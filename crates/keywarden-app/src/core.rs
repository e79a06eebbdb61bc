//! # VaultCore: Composition Root
//!
//! Builds the stores against one bridge and wires the lock transition.
//! Frontends construct exactly one `VaultCore` per process and hand out
//! store handles from it; single-instance semantics come from
//! construction, not from globals.

use crate::bridge::{BoxedVaultBridge, BridgeError};
use crate::stores::items::VaultIndexStore;
use crate::stores::session::SessionGate;
use crate::stores::settings::SettingsStore;
use crate::stores::tags::TagIndexStore;
use crate::stores::totp::CodeTicker;

/// The wired-up vault state core.
pub struct VaultCore {
    bridge: BoxedVaultBridge,
    gate: SessionGate,
    settings: SettingsStore,
    tags: TagIndexStore,
    items: VaultIndexStore,
    ticker: CodeTicker,
}

impl VaultCore {
    /// Construct the stores and register the lock-transition resets:
    /// items, tags, and the code ticker are wiped synchronously when the
    /// gate flips to locked. Settings hold no vault secrets and survive.
    pub fn new(bridge: BoxedVaultBridge) -> Self {
        let gate = SessionGate::new(bridge.clone());
        let settings = SettingsStore::new(bridge.clone());
        let tags = TagIndexStore::new(bridge.clone());
        let items = VaultIndexStore::new(bridge.clone(), gate.clone(), tags.clone());
        let ticker = CodeTicker::new(bridge.clone());

        {
            let items = items.clone();
            gate.on_lock(move || items.clear_for_lock());
        }
        {
            let tags = tags.clone();
            gate.on_lock(move || tags.clear());
        }
        {
            let ticker = ticker.clone();
            gate.on_lock(move || ticker.disarm());
        }

        Self {
            bridge,
            gate,
            settings,
            tags,
            items,
            ticker,
        }
    }

    /// One-time startup: load settings. Runs before unlock.
    pub async fn init(&self) {
        self.settings.init().await;
    }

    /// Lock the vault: backend command first, then the synchronous
    /// cache wipe. A failed command leaves everything untouched.
    pub async fn lock(&self) -> Result<(), BridgeError> {
        self.gate.lock().await
    }

    /// Called once the unlock ceremony has succeeded: opens the gate
    /// and warms the tag cache and item index.
    pub async fn mark_unlocked(&self) {
        self.gate.mark_unlocked();
        self.tags.refresh().await;
        self.items.request_reload();
    }

    /// The session gate.
    pub fn gate(&self) -> &SessionGate {
        &self.gate
    }

    /// The settings store.
    pub fn settings(&self) -> &SettingsStore {
        &self.settings
    }

    /// The tag index.
    pub fn tags(&self) -> &TagIndexStore {
        &self.tags
    }

    /// The item index.
    pub fn items(&self) -> &VaultIndexStore {
        &self.items
    }

    /// The code ticker.
    pub fn ticker(&self) -> &CodeTicker {
        &self.ticker
    }

    /// The backend bridge the stores were built against.
    pub fn bridge(&self) -> &BoxedVaultBridge {
        &self.bridge
    }
}
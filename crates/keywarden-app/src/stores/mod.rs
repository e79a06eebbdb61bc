//! # Stores
//!
//! The reactive service objects that hold UI state. Each store keeps its
//! state in an [`Observable`](keywarden_core::Observable) and exposes a
//! `watch()` for frontends; mutations happen through store methods only.
//!
//! Stores are constructed explicitly and passed by handle (cheap clones
//! of an inner `Arc`) — there are no module-level globals. `VaultCore`
//! in the crate root is the composition root that wires them together.

pub mod items;
pub mod session;
pub mod settings;
pub mod tags;
pub mod totp;
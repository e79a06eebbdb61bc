//! # Settings Store
//!
//! Single source of truth for user configuration. Loads once at startup,
//! merging the persisted blob over compiled-in defaults, then persists on
//! mutation with debounced, coalesced writes: mutations apply to memory
//! synchronously, and a save task fires after a quiet period and writes
//! the state *as of flush time*. A failed write is logged and dropped —
//! memory stays authoritative and the next mutation schedules another
//! attempt.

use keywarden_core::{Observable, Watcher};
use std::sync::atomic::{AtomicBool, AtomicU64, Ordering};
use std::sync::Arc;
use std::time::Duration;

use crate::bridge::{BoxedVaultBridge, VaultBridge};
use crate::settings::Settings;

/// Quiet period before a scheduled save is written.
pub const SAVE_DEBOUNCE: Duration = Duration::from_millis(500);

struct SettingsStoreInner {
    bridge: BoxedVaultBridge,
    state: Observable<Settings>,
    initialized: AtomicBool,
    /// Bumped per scheduled save; only the task holding the latest
    /// generation writes, so bursts coalesce into one write.
    save_generation: AtomicU64,
}

impl SettingsStoreInner {
    /// Serialize and write the current state. Failures are logged only;
    /// in-memory state stays authoritative either way.
    async fn write_current(&self) {
        let blob = match serde_json::to_string(&self.state.get()) {
            Ok(blob) => blob,
            Err(err) => {
                tracing::warn!(error = %err, "settings serialization failed, save skipped");
                return;
            }
        };
        if let Err(err) = self.bridge.set_all_settings(blob).await {
            tracing::warn!(error = %err, "settings save failed, keeping in-memory state");
        }
    }
}

/// Reactive store over [`Settings`].
#[derive(Clone)]
pub struct SettingsStore {
    inner: Arc<SettingsStoreInner>,
}

impl SettingsStore {
    /// Create a store holding the compiled-in defaults.
    ///
    /// Call [`init`](Self::init) once to load the persisted state.
    pub fn new(bridge: BoxedVaultBridge) -> Self {
        Self {
            inner: Arc::new(SettingsStoreInner {
                bridge,
                state: Observable::new(Settings::default()),
                initialized: AtomicBool::new(false),
                save_generation: AtomicU64::new(0),
            }),
        }
    }

    /// Load the persisted blob and merge it over the defaults.
    ///
    /// Runs at process start, before unlock. Never fails: a missing or
    /// unusable blob leaves the defaults in place. On a true first run
    /// (nothing persisted at all) the defaults are written back once.
    pub async fn init(&self) {
        match self.inner.bridge.get_all_settings().await {
            Ok(Some(blob)) => {
                self.inner.state.set(Settings::from_persisted(&blob));
            }
            Ok(None) => {
                // First run: seed the persistence layer with defaults.
                self.inner.write_current().await;
            }
            Err(err) => {
                tracing::warn!(error = %err, "settings load failed, using defaults");
            }
        }
        self.inner.initialized.store(true, Ordering::Release);
    }

    /// Whether [`init`](Self::init) has completed.
    pub fn is_initialized(&self) -> bool {
        self.inner.initialized.load(Ordering::Acquire)
    }

    /// Clone out the current settings.
    pub fn settings(&self) -> Settings {
        self.inner.state.get()
    }

    /// Read the current settings without cloning.
    pub fn read<R>(&self, f: impl FnOnce(&Settings) -> R) -> R {
        self.inner.state.read(f)
    }

    /// Watch settings changes.
    pub fn watch(&self) -> Watcher<Settings> {
        self.inner.state.watch()
    }

    /// Mutate settings in memory and schedule a debounced save.
    ///
    /// The mutation is visible to readers immediately; the write happens
    /// after [`SAVE_DEBOUNCE`] of quiet, with the then-current state.
    pub fn update(&self, f: impl FnOnce(&mut Settings)) {
        self.inner.state.mutate(f);
        self.schedule_save();
    }

    /// Record a database path as most recently opened.
    pub fn push_recent_database(&self, path: impl Into<String>) {
        let path = path.into();
        self.update(|s| s.push_recent_database(path));
    }

    /// Drop all configuration back to the compiled-in defaults and
    /// persist immediately (explicit user action, no debounce).
    pub async fn reset_to_defaults(&self) {
        self.inner.state.set(Settings::default());
        self.flush_now().await;
    }

    /// Write the current state immediately, superseding any pending
    /// debounced save.
    pub async fn flush_now(&self) {
        self.inner.save_generation.fetch_add(1, Ordering::AcqRel);
        self.inner.write_current().await;
    }

    fn schedule_save(&self) {
        let generation = self.inner.save_generation.fetch_add(1, Ordering::AcqRel) + 1;
        let inner = self.inner.clone();
        tokio::spawn(async move {
            tokio::time::sleep(SAVE_DEBOUNCE).await;
            // A later mutation (or flush) superseded this save.
            if inner.save_generation.load(Ordering::Acquire) != generation {
                return;
            }
            inner.write_current().await;
        });
    }
}
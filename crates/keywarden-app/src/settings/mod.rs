//! # Settings Model
//!
//! The full user configuration as a fixed set of named sections. The
//! invariant the rest of the app relies on: after loading, every section
//! is present and well-formed, whatever the persisted blob looked like —
//! missing sections, unknown fields, a malformed blob, or the legacy
//! double-encoded variant all degrade to defaults per top-level key,
//! never to an error.

mod merge;
mod sections;

pub use sections::{
    AdvancedSettings, AppearanceSettings, AutofillSettings, BackupSettings, ClipboardSettings,
    GeneralSettings, GeneratorSettings, PasswordPreset, SecuritySettings, SiteRule,
    ThemePreference, VaultOverride,
};

use serde::{Deserialize, Serialize};
use std::collections::HashMap;

/// How many entries the recent-database list retains.
pub const RECENT_DATABASES_LIMIT: usize = 10;

/// All user configuration.
#[derive(Debug, Clone, PartialEq, Serialize, Deserialize)]
#[serde(default)]
pub struct Settings {
    /// General application behavior
    pub general: GeneralSettings,
    /// Locking behavior
    pub security: SecuritySettings,
    /// Password generator defaults
    pub generator: GeneratorSettings,
    /// Visual appearance
    pub appearance: AppearanceSettings,
    /// Clipboard hygiene
    pub clipboard: ClipboardSettings,
    /// Autofill integration
    pub autofill: AutofillSettings,
    /// Scheduled backups
    pub backup: BackupSettings,
    /// Escape hatches
    pub advanced: AdvancedSettings,
    /// Per-vault overrides, keyed by vault path
    pub vault_overrides: HashMap<String, VaultOverride>,
    /// Per-site autofill/generator rules
    pub site_rules: Vec<SiteRule>,
    /// Named generator presets
    pub password_presets: Vec<PasswordPreset>,
    /// Recently opened database paths, most recent first
    pub recent_databases: Vec<String>,
    /// Action name → key chord
    pub keybindings: HashMap<String, String>,
}

impl Default for Settings {
    fn default() -> Self {
        Self {
            general: GeneralSettings::default(),
            security: SecuritySettings::default(),
            generator: GeneratorSettings::default(),
            appearance: AppearanceSettings::default(),
            clipboard: ClipboardSettings::default(),
            autofill: AutofillSettings::default(),
            backup: BackupSettings::default(),
            advanced: AdvancedSettings::default(),
            vault_overrides: HashMap::new(),
            site_rules: Vec::new(),
            password_presets: Vec::new(),
            recent_databases: Vec::new(),
            keybindings: sections::default_keybindings(),
        }
    }
}

impl Settings {
    /// Build settings from a persisted blob.
    ///
    /// Parses the blob (decoding the legacy double-encoded form if
    /// present) and merges it over the compiled-in defaults section by
    /// section. Any unusable part falls back to its default; this never
    /// fails.
    pub fn from_persisted(blob: &str) -> Self {
        match merge::decode_blob(blob) {
            Some(loaded) => merge::merge_with_defaults(loaded),
            None => {
                tracing::warn!("persisted settings unparseable, using defaults");
                Self::default()
            }
        }
    }

    /// Record `path` as the most recently opened database.
    ///
    /// Moves an existing entry to the front instead of duplicating it
    /// and bounds the list at [`RECENT_DATABASES_LIMIT`].
    pub fn push_recent_database(&mut self, path: impl Into<String>) {
        let path = path.into();
        self.recent_databases.retain(|p| p != &path);
        self.recent_databases.insert(0, path);
        self.recent_databases.truncate(RECENT_DATABASES_LIMIT);
    }

    /// Effective auto-lock interval for a vault, honoring its override.
    pub fn auto_lock_minutes_for(&self, vault_path: &str) -> u32 {
        self.vault_overrides
            .get(vault_path)
            .and_then(|o| o.auto_lock_minutes)
            .unwrap_or(self.security.auto_lock_minutes)
    }
}

#[cfg(test)]
mod tests {
    use super::*;

    #[test]
    fn test_defaults_fill_every_section() {
        let settings = Settings::default();
        assert_eq!(settings.general.language, "en");
        assert_eq!(settings.security.auto_lock_minutes, 15);
        assert_eq!(settings.generator.length, 20);
        assert_eq!(settings.appearance.theme, ThemePreference::Dark);
        assert!(!settings.keybindings.is_empty());
    }

    #[test]
    fn test_push_recent_database_dedupes_and_bounds() {
        let mut settings = Settings::default();
        settings.push_recent_database("/a.kdb");
        settings.push_recent_database("/b.kdb");
        settings.push_recent_database("/a.kdb");
        assert_eq!(settings.recent_databases, vec!["/a.kdb", "/b.kdb"]);

        for i in 0..20 {
            settings.push_recent_database(format!("/v{i}.kdb"));
        }
        assert_eq!(settings.recent_databases.len(), RECENT_DATABASES_LIMIT);
        assert_eq!(settings.recent_databases[0], "/v19.kdb");
    }

    #[test]
    fn test_vault_override_lookup() {
        let mut settings = Settings::default();
        settings.vault_overrides.insert(
            "/work.kdb".into(),
            VaultOverride {
                auto_lock_minutes: Some(5),
                ..VaultOverride::default()
            },
        );

        assert_eq!(settings.auto_lock_minutes_for("/work.kdb"), 5);
        assert_eq!(settings.auto_lock_minutes_for("/other.kdb"), 15);
    }
}
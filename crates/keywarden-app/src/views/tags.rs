//! Tag metadata as reported by the backend.

use keywarden_core::TagId;
use serde::{Deserialize, Serialize};

/// A user-defined tag attached to vault items.
#[derive(Debug, Clone, PartialEq, Eq, Serialize, Deserialize)]
pub struct Tag {
    /// Backend identifier, used as the search filter parameter
    pub id: TagId,
    /// Display name; unique per vault
    pub name: String,
    /// Optional display color (CSS-style hex string)
    pub color: Option<String>,
}
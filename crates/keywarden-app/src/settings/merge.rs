//! Tolerant decoding and merging of the persisted settings blob.
//!
//! The persistence layer stores one JSON string. Old builds wrote the
//! blob JSON-encoded a second time, so a loaded value that parses to a
//! JSON string is decoded once more. Merging happens per top-level key:
//! object sections shallow-merge loaded fields over default fields,
//! array and scalar sections replace wholesale, and any section that is
//! missing or fails to deserialize falls back to its default.

use serde::de::DeserializeOwned;
use serde_json::{Map, Value};

use super::Settings;

/// Decode a persisted blob, unwrapping the legacy double encoding.
///
/// Returns `None` when the blob (or the inner string) is not valid JSON.
pub(super) fn decode_blob(blob: &str) -> Option<Value> {
    let value: Value = serde_json::from_str(blob).ok()?;
    match value {
        // Legacy double-encoded blob: a JSON string containing JSON.
        Value::String(inner) => serde_json::from_str(&inner).ok(),
        other => Some(other),
    }
}

/// Merge a loaded settings value over the compiled-in defaults.
pub(super) fn merge_with_defaults(loaded: Value) -> Settings {
    let Value::Object(loaded) = loaded else {
        tracing::warn!("persisted settings root is not an object, using defaults");
        return Settings::default();
    };

    let defaults = Settings::default();
    Settings {
        general: section(&loaded, "general", &defaults.general),
        security: section(&loaded, "security", &defaults.security),
        generator: section(&loaded, "generator", &defaults.generator),
        appearance: section(&loaded, "appearance", &defaults.appearance),
        clipboard: section(&loaded, "clipboard", &defaults.clipboard),
        autofill: section(&loaded, "autofill", &defaults.autofill),
        backup: section(&loaded, "backup", &defaults.backup),
        advanced: section(&loaded, "advanced", &defaults.advanced),
        // Map sections are objects too and merge per key, so default
        // keybindings survive a blob that only overrides some of them.
        vault_overrides: section(&loaded, "vault_overrides", &defaults.vault_overrides),
        site_rules: replace(&loaded, "site_rules", &defaults.site_rules),
        password_presets: replace(&loaded, "password_presets", &defaults.password_presets),
        recent_databases: replace(&loaded, "recent_databases", &defaults.recent_databases),
        keybindings: section(&loaded, "keybindings", &defaults.keybindings),
    }
}

/// Shallow-merge a loaded object section over the default section.
///
/// Field values come from the loaded object where present, from the
/// serialized default otherwise. A section that is absent, not an
/// object, or undeserializable after the merge yields the default.
fn section<T: DeserializeOwned + serde::Serialize + Clone>(
    loaded: &Map<String, Value>,
    key: &str,
    default: &T,
) -> T {
    let Some(Value::Object(loaded_section)) = loaded.get(key) else {
        if loaded.contains_key(key) {
            tracing::warn!(section = key, "persisted section malformed, using defaults");
        }
        return default.clone();
    };

    let mut merged = match serde_json::to_value(default) {
        Ok(Value::Object(map)) => map,
        _ => return default.clone(),
    };
    for (field, value) in loaded_section {
        merged.insert(field.clone(), value.clone());
    }

    match serde_json::from_value(Value::Object(merged)) {
        Ok(section) => section,
        Err(err) => {
            tracing::warn!(section = key, error = %err, "persisted section undeserializable, using defaults");
            default.clone()
        }
    }
}

/// Replace-wholesale semantics for array, map, and scalar sections.
fn replace<T: DeserializeOwned + Clone>(
    loaded: &Map<String, Value>,
    key: &str,
    default: &T,
) -> T {
    match loaded.get(key) {
        Some(value) => match serde_json::from_value(value.clone()) {
            Ok(section) => section,
            Err(err) => {
                tracing::warn!(section = key, error = %err, "persisted section undeserializable, using defaults");
                default.clone()
            }
        },
        None => default.clone(),
    }
}
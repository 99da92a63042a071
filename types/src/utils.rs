//! Key derivation for the object-store widget layout.

/// Lower-cases an owner name and replaces spaces with hyphens. This is the
/// partitioning segment of the object-store layout, so two spellings of the
/// same owner that differ only in case or spacing land in the same place.
#[must_use]
pub fn owner_slug(owner: &str) -> String {
    owner.replace(' ', "-").to_lowercase()
}

/// Storage key for a widget in an object-store sink:
/// `widgets/<owner-slug>/<widgetId>`.
#[must_use]
pub fn widget_object_key(owner: &str, widget_id: &str) -> String {
    format!("widgets/{}/{}", owner_slug(owner), widget_id)
}
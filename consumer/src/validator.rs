use tracing::warn;
use types::{Operation, RawWidgetRequest, Widget, WidgetRef, WidgetRequest};

/// Checks a raw request body against the required-field contract and returns
/// the typed request, or `None` when the request must be skipped. Every
/// rejection is logged with the offending field; nothing here ever fails
/// louder than a warning, and a corrupt body is an invalid request, not an
/// error.
///
/// Structural conformance (field types, the shape of `otherAttributes`) is
/// enforced by the decode itself: the typed structs are the schema.
pub fn validate(body: &[u8]) -> Option<WidgetRequest> {
    let raw: RawWidgetRequest = match serde_json::from_slice(body) {
        Ok(raw) => raw,
        Err(err) => {
            warn!("request body could not be decoded ({err}), skipping");
            return None;
        }
    };

    let Some(request_id) = raw.request_id else {
        warn!("request is missing required field 'requestId', skipping");
        return None;
    };
    let Some(request_type) = raw.request_type else {
        warn!("request '{request_id}' is missing required field 'type', skipping");
        return None;
    };
    let Some(widget_id) = raw.widget_id else {
        warn!("request '{request_id}' is missing required field 'widgetId', skipping");
        return None;
    };

    let operation = match request_type.as_str() {
        "create" | "update" => {
            let Some(owner) = raw.owner else {
                warn!(
                    "request '{request_id}' is missing required field 'owner', skipping"
                );
                return None;
            };
            // Copy only the fields the request actually carries; an update
            // that omits a previously set optional field drops it.
            let widget = Widget {
                widget_id,
                owner,
                description: raw.description,
                label: raw.label,
                other_attributes: raw.other_attributes,
            };
            if request_type == "create" {
                Operation::Create(widget)
            } else {
                Operation::Update(widget)
            }
        }
        "delete" => Operation::Delete(WidgetRef {
            widget_id,
            owner: raw.owner,
        }),
        other => {
            warn!("request '{request_id}' has invalid type '{other}', skipping");
            return None;
        }
    };

    Some(WidgetRequest {
        request_id,
        operation,
    })
}

#[cfg(test)]
mod tests {
    use super::*;
    use pretty_assertions::assert_eq;

    #[test]
    fn test_valid_create_request() {
        let body = br#"{
            "requestId": "r1",
            "type": "create",
            "widgetId": "w1",
            "owner": "Jane Doe",
            "description": "demo"
        }"#;

        let request = validate(body).unwrap();
        assert_eq!(request.request_id, "r1");
        assert_eq!(
            request.operation,
            Operation::Create(Widget {
                widget_id: "w1".to_string(),
                owner: "Jane Doe".to_string(),
                description: Some("demo".to_string()),
                label: None,
                other_attributes: None,
            })
        );
    }

    #[test]
    fn test_valid_update_request_keeps_only_present_fields() {
        let body = br#"{
            "requestId": "r2",
            "type": "update",
            "widgetId": "w1",
            "owner": "Jane Doe"
        }"#;

        let request = validate(body).unwrap();
        let Operation::Update(widget) = request.operation else {
            panic!("expected an update operation");
        };
        assert_eq!(widget.description, None);
        assert_eq!(widget.label, None);
        assert_eq!(widget.other_attributes, None);
    }

    #[test]
    fn test_valid_delete_request_without_owner() {
        let body = br#"{"requestId": "r3", "type": "delete", "widgetId": "w1"}"#;

        let request = validate(body).unwrap();
        assert_eq!(
            request.operation,
            Operation::Delete(WidgetRef {
                widget_id: "w1".to_string(),
                owner: None,
            })
        );
    }

    #[test]
    fn test_missing_widget_id_is_rejected() {
        let body = br#"{"requestId": "r4", "type": "create", "owner": "Jane Doe"}"#;
        assert!(validate(body).is_none());
    }

    #[test]
    fn test_create_without_owner_is_rejected() {
        let body = br#"{"requestId": "r5", "type": "create", "widgetId": "w1"}"#;
        assert!(validate(body).is_none());
    }

    #[test]
    fn test_unknown_type_is_rejected() {
        let body =
            br#"{"requestId": "r6", "type": "upsert", "widgetId": "w1", "owner": "a"}"#;
        assert!(validate(body).is_none());
    }

    #[test]
    fn test_undecodable_body_is_rejected() {
        assert!(validate(b"not json at all").is_none());
        assert!(validate(b"").is_none());
    }

    #[test]
    fn test_wrongly_typed_field_is_rejected() {
        // otherAttributes must be a list of {name, value} pairs
        let body = br#"{
            "requestId": "r7",
            "type": "create",
            "widgetId": "w1",
            "owner": "Jane Doe",
            "otherAttributes": {"color": "red"}
        }"#;
        assert!(validate(body).is_none());
    }
}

## Task description
For the records above, give the number of lines that include the string "ClipboardSettings", with nothing added.

## Finished task
3